There were no significant differences in patients' reports of disease activity or pain control between the two groups.
The researchers noted that they used a celecoxib dose regularly used in practice at the time of the trial, but pointed out that physicians are now advised to prescribe the lowest effective dose of COX-2 inhibitors in view of their potential cardiovascular hazards.
But because there are no data that confirm a lower risk of gastrointestinal bleeding with lower dose celecoxib, the said, proton pump prophylaxis "is still recommended in patients at risk for ulcer bleeding even if they are receiving low-dose celecoxib."
The authors acknowledged that their study was limited by the lack of a comparator arm that randomized patients to a non-selective NSAID plus esomeprezole. Moreover, they said, the study did not address a best management strategy for patients who also have a history of cardiovascular disease.
In an accompanying editorial, James M. Scheiman, M.D., and A. Mark Fendrick, M.D., of the University of Michigan School of Medicine in Ann Arbor, said that cardiovascular risk should be evaluated for all patients. The appropriate regimen should take into account the fact that recent position statements suggest that naproxen is characterized by reduced cardiovascular risk compared to other selective and non-selective agents.

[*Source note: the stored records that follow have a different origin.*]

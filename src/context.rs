// Cancellation and deadline propagation for a single search

use std::{future::pending, time::Duration};

use thiserror::Error;
use tokio::{sync::watch, time::Instant};

#[derive(Error, Debug, Clone, Copy, PartialEq, Eq)]
pub enum Interrupt {
    #[error("search cancelled")]
    Cancelled,

    #[error("search deadline exceeded")]
    DeadlineExceeded,
}

/// Cloneable view of a search's cancellation state, handed to every provider task.
#[derive(Debug, Clone)]
pub struct SearchContext {
    cancel: watch::Receiver<bool>,
    deadline: Option<Instant>,
}

/// Owner side of a [`SearchContext`]; dropping it without calling `cancel` leaves
/// the context running.
#[derive(Debug)]
pub struct CancelHandle {
    tx: watch::Sender<bool>,
}

impl CancelHandle {
    pub fn cancel(&self) {
        self.tx.send_replace(true);
    }
}

impl SearchContext {
    pub fn new() -> (Self, CancelHandle) {
        let (tx, rx) = watch::channel(false);
        (
            Self {
                cancel: rx,
                deadline: None,
            },
            CancelHandle { tx },
        )
    }

    /// A context that is never cancelled and has no deadline.
    pub fn background() -> Self {
        let (ctx, _handle) = Self::new();
        ctx
    }

    pub fn with_timeout(mut self, timeout: Duration) -> Self {
        let deadline = Instant::now() + timeout;
        self.deadline = Some(self.deadline.map_or(deadline, |d| d.min(deadline)));
        self
    }

    pub fn deadline(&self) -> Option<Instant> {
        self.deadline
    }

    pub fn interrupted(&self) -> Option<Interrupt> {
        if *self.cancel.borrow() {
            return Some(Interrupt::Cancelled);
        }
        match self.deadline {
            Some(deadline) if Instant::now() >= deadline => Some(Interrupt::DeadlineExceeded),
            _ => None,
        }
    }

    /// Resolves once the context is cancelled or its deadline passes.
    pub async fn done(&self) -> Interrupt {
        let mut rx = self.cancel.clone();
        let cancelled = async move {
            loop {
                if *rx.borrow_and_update() {
                    return;
                }
                if rx.changed().await.is_err() {
                    // Handle dropped without cancelling: never fires.
                    pending::<()>().await;
                }
            }
        };

        match self.deadline {
            Some(deadline) => tokio::select! {
                biased;
                _ = cancelled => Interrupt::Cancelled,
                _ = tokio::time::sleep_until(deadline) => Interrupt::DeadlineExceeded,
            },
            None => {
                cancelled.await;
                Interrupt::Cancelled
            }
        }
    }
}

impl Default for SearchContext {
    fn default() -> Self {
        Self::background()
    }
}

#[cfg(test)]
mod tests {
    use super::*;

    #[tokio::test]
    async fn test_cancel_wakes_waiters() {
        let (ctx, handle) = SearchContext::new();
        assert_eq!(ctx.interrupted(), None);

        let waiter = {
            let ctx = ctx.clone();
            tokio::spawn(async move { ctx.done().await })
        };

        handle.cancel();
        assert_eq!(waiter.await.unwrap(), Interrupt::Cancelled);
        assert_eq!(ctx.interrupted(), Some(Interrupt::Cancelled));
    }

    #[tokio::test(start_paused = true)]
    async fn test_deadline_fires() {
        let ctx = SearchContext::background().with_timeout(Duration::from_millis(100));
        assert_eq!(ctx.done().await, Interrupt::DeadlineExceeded);
        assert_eq!(ctx.interrupted(), Some(Interrupt::DeadlineExceeded));
    }

    #[tokio::test(start_paused = true)]
    async fn test_background_never_fires() {
        let ctx = SearchContext::background();
        let res = tokio::time::timeout(Duration::from_secs(5), ctx.done()).await;
        assert!(res.is_err());
    }

    #[tokio::test]
    async fn test_shorter_timeout_wins() {
        let ctx = SearchContext::background()
            .with_timeout(Duration::from_secs(10))
            .with_timeout(Duration::from_secs(1));
        let long = SearchContext::background().with_timeout(Duration::from_secs(10));
        assert!(ctx.deadline().unwrap() < long.deadline().unwrap());
    }
}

"For those at highest gastrointestinal risk," they wrote, "the use of a proton-pump inhibitor and a low-dose COX-2 inhibitor seems cost effective for those without high cardiovascular risk."
But for patients in whom cardiovascular risk is at least as great a concern as gastrointestinal bleeding, "naproxen with a proton-pump inhibitor is recommended when non-NSAID approaches fail," Drs. Scheiman and Fendrick concluded.